The two bodies were identified as Jhon Jeimer González Vasquez and Julio César Taborda Caro, local peasant farmers who had enrolled on land restitution programmes for victims of forced displacement. Both men had been tortured before being killed. Authorities said they also expected to find the body of the third man. All three were taken from their homes in San José de Uré on 22 March.
The killings came as armed groups operating in the region have displaced hundreds of families from their homes. On 21 March, around 160 families were forced to leave the villages of La Esmeralda, La Flecha and Santa Rosa. On 24 March, another 400 families were displaced from the villages of Rogero, Soledad, Riosucio, Santa Bárbara, La Jagua and Puerto Mutatá.

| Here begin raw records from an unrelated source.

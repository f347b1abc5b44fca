use std::sync::Arc;
use std::time::Duration;

use sqlx::{SqlitePool, sqlite::SqlitePoolOptions};
use thiserror::Error;

use crate::repository::{KeyValueStore, ProfileRepository, Storage};

mod kv_repo;
mod mapping;
mod migrate;
mod profile_repo;

#[derive(Clone)]
pub struct SqliteRepository {
    pool: SqlitePool,
}

#[derive(Debug, Error)]
#[non_exhaustive]
pub enum SqliteInitError {
    #[error(transparent)]
    Sqlx(#[from] sqlx::Error),
}

impl SqliteRepository {
    /// Connect to `SQLite` using the given URL.
    ///
    /// # Errors
    ///
    /// Returns `SqliteInitError` if the connection cannot be established or if
    /// the connection pragmas fail during setup.
    pub async fn connect(database_url: &str) -> Result<Self, SqliteInitError> {
        let pool = SqlitePoolOptions::new()
            .max_connections(5)
            .acquire_timeout(Duration::from_secs(5))
            .after_connect(|conn, _meta| {
                Box::pin(async move {
                    sqlx::query("PRAGMA journal_mode = WAL;")
                        .execute(&mut *conn)
                        .await?;
                    sqlx::query("PRAGMA busy_timeout = 5000;")
                        .execute(&mut *conn)
                        .await?;
                    Ok(())
                })
            })
            .connect(database_url)
            .await?;
        tracing::debug!(url = %database_url, "sqlite pool ready");
        Ok(Self { pool })
    }

    #[must_use]
    pub fn pool(&self) -> &SqlitePool {
        &self.pool
    }

    /// Create tables if they do not exist.
    ///
    /// # Errors
    ///
    /// Returns `SqliteInitError` if migration queries fail.
    pub async fn migrate(&self) -> Result<(), SqliteInitError> {
        migrate::run_migrations(&self.pool).await
    }
}

impl Storage {
    /// Build a `Storage` backed by `SQLite`.
    ///
    /// # Errors
    ///
    /// Returns `SqliteInitError` if connection or migrations cannot be
    /// completed.
    pub async fn sqlite(database_url: &str) -> Result<Self, SqliteInitError> {
        let repo = SqliteRepository::connect(database_url).await?;
        repo.migrate().await?;
        let local: Arc<dyn KeyValueStore> = Arc::new(repo.clone());
        let profiles: Arc<dyn ProfileRepository> = Arc::new(repo);
        Ok(Self { local, profiles })
    }
}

Other community members were trapped due to the presence of armed groups.
According to a spokesperson for regional human rights organisation Social Córdoberxia Foundation, paramilitaries in Córdoba are targeting people working in voluntary substitution programmes to replace coca plantations with legal crops, one of the core components of the 2016 peace agreement. ‘They are removing people involved in coca substitution from the territory. They are displacing them to make way for new inhabitants and feed the drugs trafficking business’, he said.
Despite the peace agreement, armed groups have proliferated in many parts of Colombia, particularly in regions where the FARC’s withdrawal created a power vacuum. As a result, murders of social leaders, coca production and forced displacement have increased significantly in the last two years.